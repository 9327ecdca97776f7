/// Adapter trait - capability oracle and device factory
///
/// This is the narrow interface through which the negotiation core
/// consumes the native graphics subsystem. Every question the format
/// cascade asks ("is this depth format usable with that display
/// format?", "how many modes exist under this format?") is one method
/// here, and backends answer from the real driver.

use crate::error::Result;
use crate::adapter::format::Format;
use crate::adapter::device::Device;
use crate::adapter::present::{CreateFlags, PresentParameters};

/// Index of the default adapter in the system
pub const DEFAULT_ADAPTER: u32 = 0;

/// Native device type to negotiate against
#[derive(Debug, Clone, Copy, PartialEq, Eq, Hash)]
pub enum DeviceKind {
    /// Hardware rasterization
    Hardware,
    /// Reference (software) rasterizer, for validation
    Reference,
    /// Pluggable software device
    Software,
}

/// Multisampling level
///
/// The negotiation cascade only distinguishes `None` from the sampled
/// levels; the concrete level is passed through to the adapter queries
/// unchanged.
#[derive(Debug, Clone, Copy, PartialEq, Eq, Hash)]
pub enum Multisample {
    None,
    X2,
    X4,
    X6,
    X8,
    X16,
}

impl Multisample {
    /// Whether this is the trivial (non-multisampled) level
    pub fn is_none(self) -> bool {
        matches!(self, Multisample::None)
    }
}

/// Opaque host window handle
///
/// Window-system integration is out of scope for this crate; the handle
/// is carried through to the backend without interpretation.
#[derive(Debug, Clone, Copy, PartialEq, Eq, Hash)]
pub struct WindowHandle(u64);

impl WindowHandle {
    /// Wrap a raw host window handle value
    pub fn from_raw(raw: u64) -> Self {
        WindowHandle(raw)
    }

    /// The raw host window handle value
    pub fn as_raw(self) -> u64 {
        self.0
    }
}

/// One native enumerable display mode
#[derive(Debug, Clone, Copy, PartialEq, Eq)]
pub struct DisplayMode {
    /// Width in pixels
    pub width: u32,
    /// Height in pixels
    pub height: u32,
    /// Refresh rate in Hz
    pub refresh_rate: u32,
    /// Display surface format
    pub format: Format,
}

/// Capability oracle and device factory for one native graphics API
///
/// Implemented by backends (driver bindings, or the soft adapter for
/// headless use). All queries are synchronous and treated as immediate;
/// `adapter_index` selects the physical adapter on every call, matching
/// the native API's stateless query model.
pub trait Adapter: Send + Sync {
    /// Whether `depth` is usable as a depth/stencil surface under the
    /// given display format
    fn supports_depth_format(
        &self,
        adapter_index: u32,
        device_kind: DeviceKind,
        display: Format,
        depth: Format,
    ) -> bool;

    /// Whether `depth` is a valid depth/stencil pairing for the given
    /// display and backbuffer formats
    fn supports_depth_match(
        &self,
        adapter_index: u32,
        device_kind: DeviceKind,
        display: Format,
        backbuffer: Format,
        depth: Format,
    ) -> bool;

    /// Multisampling support for a surface format
    ///
    /// # Returns
    ///
    /// `Some(levels)` with the number of quality levels available at
    /// `samples`, or `None` if the level is unsupported.
    fn multisample_quality_levels(
        &self,
        adapter_index: u32,
        device_kind: DeviceKind,
        surface: Format,
        windowed: bool,
        samples: Multisample,
    ) -> Option<u32>;

    /// Whether the device kind can drive the given display/backbuffer
    /// format combination in windowed or fullscreen mode
    fn supports_device_type(
        &self,
        adapter_index: u32,
        device_kind: DeviceKind,
        display: Format,
        backbuffer: Format,
        windowed: bool,
    ) -> bool;

    /// Number of native display modes under a display format
    fn mode_count(&self, adapter_index: u32, display: Format) -> u32;

    /// Enumerate one native display mode
    ///
    /// # Returns
    ///
    /// `None` when `index` is out of range or the mode cannot be
    /// enumerated; the caller skips such entries.
    fn mode(&self, adapter_index: u32, display: Format, index: u32) -> Option<DisplayMode>;

    /// Current refresh rate of the monitor, in Hz
    ///
    /// Used as the anchor rate when reducing the enumerated mode list.
    fn current_refresh_rate(&self) -> u32;

    /// Whether the device kind offers hardware transform and lighting
    fn supports_hardware_tnl(&self, adapter_index: u32, device_kind: DeviceKind) -> bool;

    /// The window that currently has input focus, if any
    fn focused_window(&self) -> Option<WindowHandle>;

    /// Create a rendering device
    ///
    /// # Arguments
    ///
    /// * `window` - Window the device presents into
    /// * `flags` - Requested vertex-processing tier
    /// * `present` - Presentation parameters to create with
    ///
    /// # Returns
    ///
    /// The created device, or an error when this tier/parameter
    /// combination cannot be created (the negotiator falls back to the
    /// next tier).
    fn create_device(
        &self,
        adapter_index: u32,
        device_kind: DeviceKind,
        window: WindowHandle,
        flags: CreateFlags,
        present: &PresentParameters,
    ) -> Result<Box<dyn Device>>;
}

- - -

• **AIM OF THE EXERCISE**:
Go through the material line by line, tally each line containing "oracle", and give the total only.

• **TASK RESPONSE**:
2